Could you restate word for word every line of the records below, from the first one to the one holding "id always spawns"?

....

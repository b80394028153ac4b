//! One actor's mutable world state and deterministic spawn placement.
//!
//! The first actor spawns at the map center; each subsequent actor lands
//! on a golden-angle (137.508 degree) ring of radius 140 around it, with
//! a small jitter seeded from the actor id so the same id always spawns
//! at the same point. Positions are clamped so the actor radius stays
//! inside the map.

use std::hash::{DefaultHasher, Hash, Hasher};

use rand::rngs::StdRng;
use rand::{Rng, SeedableRng};

use arbiter_types::{ActorId, HeldKeys, MapBounds};

/// Golden angle between successive spawn positions, in degrees.
const SPAWN_ANGLE_DEG: f64 = 137.508;

/// Radius of the spawn ring around the map center.
const SPAWN_RING_R: f64 = 140.0;

/// Maximum jitter applied to a spawn position, per axis.
const SPAWN_JITTER: f64 = 18.0;

/// An ephemeral chat overlay displayed above an actor.
#[derive(Debug, Clone, PartialEq, Eq)]
pub struct Overlay {
    /// Sanitized chat text.
    pub chat: String,
    /// Wall-clock expiry, epoch milliseconds.
    pub expires_at_ms: u64,
    /// The per-actor overlay sequence number this overlay was given.
    pub seq: u64,
}

/// One actor's mutable world state.
#[derive(Debug, Clone, PartialEq)]
pub struct Actor {
    /// The actor's identifier.
    pub id: ActorId,
    /// Position, x coordinate.
    pub x: f64,
    /// Position, y coordinate.
    pub y: f64,
    /// Velocity from the last integrator step, x component.
    pub vx: f64,
    /// Velocity from the last integrator step, y component.
    pub vy: f64,
    /// Currently held movement keys.
    pub keys: HeldKeys,
    /// Health in `[0.0, 1.0]`; 1.0 at spawn.
    pub health: f64,
    /// At most one pending display overlay.
    pub overlay: Option<Overlay>,
    /// Monotonically increasing overlay sequence counter.
    pub overlay_seq: u64,
}

impl Actor {
    /// Spawn a new actor at its deterministic ring position.
    ///
    /// `index` is the actor's join order (0 spawns at the map center).
    pub fn spawn(id: ActorId, index: usize, bounds: &MapBounds) -> Self {
        let center_x = bounds.width / 2.0;
        let center_y = bounds.height / 2.0;

        let (base_x, base_y) = if index == 0 {
            (center_x, center_y)
        } else {
            let angle = index_to_f64(index) * SPAWN_ANGLE_DEG * core::f64::consts::PI / 180.0;
            (
                center_x + angle.cos() * SPAWN_RING_R,
                center_y + angle.sin() * SPAWN_RING_R,
            )
        };

        let mut rng = StdRng::seed_from_u64(seed_for(&id));
        let jitter_x: f64 = rng.random_range(-SPAWN_JITTER..=SPAWN_JITTER);
        let jitter_y: f64 = rng.random_range(-SPAWN_JITTER..=SPAWN_JITTER);

        Self {
            id,
            x: clamp_axis(base_x + jitter_x, bounds.actor_radius, bounds.width),
            y: clamp_axis(base_y + jitter_y, bounds.actor_radius, bounds.height),
            vx: 0.0,
            vy: 0.0,
            keys: HeldKeys::default(),
            health: 1.0,
            overlay: None,
            overlay_seq: 0,
        }
    }

    /// Apply a signed health delta, clamped to `[0.0, 1.0]`.
    pub fn adjust_health(&mut self, delta: f64) -> f64 {
        self.health = (self.health + delta).clamp(0.0, 1.0);
        self.health
    }
}

/// Clamp a coordinate so the actor radius stays inside `[0, extent]`.
pub fn clamp_axis(value: f64, radius: f64, extent: f64) -> f64 {
    value.clamp(radius, extent - radius)
}

fn seed_for(id: &ActorId) -> u64 {
    let mut hasher = DefaultHasher::new();
    id.as_str().hash(&mut hasher);
    hasher.finish()
}

#[allow(clippy::cast_precision_loss)]
fn index_to_f64(index: usize) -> f64 {
    // Join indices stay far below 2^52; the conversion is exact.
    index as f64
}
//! Arbiter game-master engine binary.
//!
//! This is the main entry point that wires together the authoritative
//! game master, the fixed-timestep simulation loop, the JSON-lines
//! stdio transport, and the best-effort persistence mirror. It loads
//! configuration, initializes all subsystems, and runs the
//! single-writer loop until stdin closes.
//!
//! # Startup Sequence
//!
//! 1. Load configuration (argv path, or `arbiter-config.yaml`)
//! 2. Initialize structured logging (tracing)
//! 3. Load the rulebook (combat table, recipes, starting inventory)
//! 4. Start the persistence mirror (Postgres, or discard when unset)
//! 5. Build the game master
//! 6. Spawn the stdin reader and stdout writer tasks
//! 7. Run the single-writer runtime loop
//! 8. Flush the mirror and log the result

mod error;
mod runtime;

use std::path::Path;

use arbiter_core::{EngineConfig, GameMaster, MirrorHandle, Tuning, mirror};
use arbiter_types::{ActorId, Inbound, OutboundMessage, Rulebook};
use tokio::io::{AsyncBufReadExt, AsyncWriteExt, BufReader};
use tokio::sync::mpsc;
use tracing::{info, warn};
use tracing_subscriber::EnvFilter;

use crate::error::EngineError;
use crate::runtime::{Inlet, LoopTuning};

/// Default configuration file path, relative to the working directory.
const CONFIG_PATH: &str = "arbiter-config.yaml";

/// Application entry point for the Arbiter engine.
///
/// Initializes all subsystems and runs the single-writer loop until
/// stdin closes.
///
/// # Errors
///
/// Returns an error if any initialization step fails.
#[tokio::main]
async fn main() -> Result<(), Box<dyn std::error::Error>> {
    // 1. Load configuration.
    let config = load_config()?;

    // 2. Initialize structured logging.
    let filter = EnvFilter::try_from_default_env()
        .unwrap_or_else(|_| EnvFilter::new(&config.logging.filter));
    if config.logging.json {
        tracing_subscriber::fmt()
            .with_env_filter(filter)
            .with_target(true)
            .json()
            .init();
    } else {
        tracing_subscriber::fmt()
            .with_env_filter(filter)
            .with_target(true)
            .init();
    }

    info!("arbiter-engine starting");
    info!(
        map_width = config.world.width,
        map_height = config.world.height,
        proximity_radius = config.world.proximity_radius,
        offer_ttl_ms = config.timing.offer_ttl_ms,
        broadcast_interval_ms = config.runtime.broadcast_interval_ms,
        "Configuration loaded"
    );

    // 3. Load the rulebook.
    let rulebook = Rulebook::load(&config.rules.rulebook_path).map_err(EngineError::from)?;
    info!(
        item_count = rulebook.combat.items.len(),
        recipe_count = rulebook.recipes.len(),
        path = %config.rules.rulebook_path.display(),
        "Rulebook loaded"
    );

    // 4. Start the persistence mirror.
    let (mirror, mirror_rx) = MirrorHandle::channel();
    if let Some(url) = config.infrastructure.database_url.as_deref() {
        let pool = arbiter_db::PostgresPool::connect_url(url)
            .await
            .map_err(EngineError::from)?;
        pool.run_migrations().await.map_err(EngineError::from)?;
        info!("Persistence mirror connected, migrations applied");
        tokio::spawn(arbiter_db::run_mirror(pool, mirror_rx));
    } else {
        info!("No database configured, persistence mirror disabled");
        tokio::spawn(mirror::run_discard(mirror_rx));
    }

    // 5. Build the game master.
    let tuning = Tuning {
        proximity_radius: config.world.proximity_radius,
        offer_ttl_ms: config.timing.offer_ttl_ms,
        defense_window_ms: config.timing.defense_window_ms,
    };
    let gm = GameMaster::new(rulebook, config.world.bounds(), tuning, mirror.clone());
    info!("Game master initialized");

    // 6. Spawn the stdio transport tasks.
    let (inlet_tx, inlet_rx) = mpsc::unbounded_channel();
    let (outbound_tx, outbound_rx) = mpsc::unbounded_channel();
    tokio::spawn(read_stdin(inlet_tx));
    tokio::spawn(write_stdout(outbound_rx));

    // 7. Run the single-writer runtime loop.
    let loop_tuning = LoopTuning {
        broadcast_interval_ms: config.runtime.broadcast_interval_ms,
        sim_poll_ms: config.runtime.sim_poll_ms,
        outbox_cap: config.runtime.outbox_cap,
        outbox_batch: config.runtime.outbox_batch,
    };
    runtime::run(gm, loop_tuning, inlet_rx, outbound_tx).await;

    // 8. Let the mirror catch up before exiting.
    mirror.flush().await;
    info!("arbiter-engine stopped");
    Ok(())
}

/// Load configuration from the first argv argument, or [`CONFIG_PATH`],
/// falling back to defaults when no file exists.
fn load_config() -> Result<EngineConfig, EngineError> {
    let arg = std::env::args().nth(1);
    let path_str = arg.as_deref().unwrap_or(CONFIG_PATH);
    let path = Path::new(path_str);
    if path.exists() {
        Ok(EngineConfig::from_file(path)?)
    } else {
        let mut config = EngineConfig::default();
        config.infrastructure.apply_env_overrides();
        Ok(config)
    }
}

/// Read JSON lines from stdin and feed the runtime loop.
///
/// Parsing is two-stage: the actor id is pulled from the raw value
/// first, so payloads that name an actor but fail to parse into a
/// known message shape still get an addressed error reply. Lines with
/// no actor id at all are dropped with a warning.
async fn read_stdin(inlet_tx: mpsc::UnboundedSender<Inlet>) {
    let mut lines = BufReader::new(tokio::io::stdin()).lines();
    loop {
        let line = match lines.next_line().await {
            Ok(Some(line)) => line,
            Ok(None) => {
                info!("stdin closed");
                break;
            }
            Err(e) => {
                warn!(error = %e, "stdin read failed");
                break;
            }
        };
        let trimmed = line.trim();
        if trimmed.is_empty() {
            continue;
        }
        let Some(inlet) = parse_line(trimmed) else {
            continue;
        };
        if inlet_tx.send(inlet).is_err() {
            break;
        }
    }
}

/// Parse one input line into an [`Inlet`], or `None` when the line is
/// unaddressable.
fn parse_line(line: &str) -> Option<Inlet> {
    let value: serde_json::Value = match serde_json::from_str(line) {
        Ok(value) => value,
        Err(e) => {
            warn!(error = %e, "dropping non-JSON input line");
            return None;
        }
    };
    let actor_id = value
        .get("actor_id")
        .and_then(serde_json::Value::as_str)
        .map(ActorId::from);
    match serde_json::from_value::<Inbound>(value) {
        Ok(message) => Some(Inlet::Message(message)),
        Err(e) => actor_id.map_or_else(
            || {
                warn!(error = %e, "dropping unaddressable input line");
                None
            },
            |actor_id| {
                Some(Inlet::Malformed {
                    actor_id,
                    detail: e.to_string(),
                })
            },
        ),
    }
}

/// Serialize outbound messages as JSON lines on stdout.
async fn write_stdout(mut outbound_rx: mpsc::UnboundedReceiver<OutboundMessage>) {
    let mut stdout = tokio::io::stdout();
    while let Some(message) = outbound_rx.recv().await {
        let json = match serde_json::to_string(&message) {
            Ok(json) => json,
            Err(e) => {
                warn!(error = %e, "failed to serialize outbound message");
                continue;
            }
        };
        if stdout.write_all(json.as_bytes()).await.is_err() {
            break;
        }
        if stdout.write_all(b"\n").await.is_err() {
            break;
        }
        if stdout.flush().await.is_err() {
            break;
        }
    }
}

#[cfg(test)]
#[allow(clippy::unwrap_used)]
mod tests {
    use super::*;

    #[test]
    fn well_formed_overlay_line_parses_to_a_message() {
        let line = r#"{"type":"overlay","actor_id":"alice","seq":1,"chat":"hi"}"#;
        match parse_line(line) {
            Some(Inlet::Message(Inbound::Overlay(overlay))) => {
                assert_eq!(overlay.actor_id.as_str(), "alice");
                assert_eq!(overlay.chat.as_deref(), Some("hi"));
            }
            other => panic!("wrong inlet: {other:?}"),
        }
    }

    #[test]
    fn bare_command_envelope_line_parses_to_a_message() {
        let line = r#"{"type":"command","actor_id":"alice","seq":2,"command":{"kind":"craft","item":"plank"}}"#;
        match parse_line(line) {
            Some(Inlet::Message(Inbound::Command(envelope))) => {
                assert_eq!(envelope.actor_id.as_str(), "alice");
                assert_eq!(envelope.seq, 2);
            }
            other => panic!("wrong inlet: {other:?}"),
        }
    }

    #[test]
    fn addressed_garbage_becomes_a_malformed_inlet() {
        let line = r#"{"type":"frobnicate","actor_id":"alice"}"#;
        match parse_line(line) {
            Some(Inlet::Malformed { actor_id, .. }) => {
                assert_eq!(actor_id.as_str(), "alice");
            }
            other => panic!("wrong inlet: {other:?}"),
        }
    }

    #[test]
    fn unaddressable_garbage_is_dropped() {
        assert!(parse_line("not json at all").is_none());
        assert!(parse_line(r#"{"type":"frobnicate"}"#).is_none());
    }
}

....

- **SOLUTION**
repository b80394028153ac4b
//! One actor's mutable world state and deterministic spawn placement.
//!
//! The first actor spawns at the map center; each subsequent actor lands
//! on a golden-angle (137.508 degree) ring of radius 140 around it, with
//! a small jitter seeded from the actor id so the same id always spawns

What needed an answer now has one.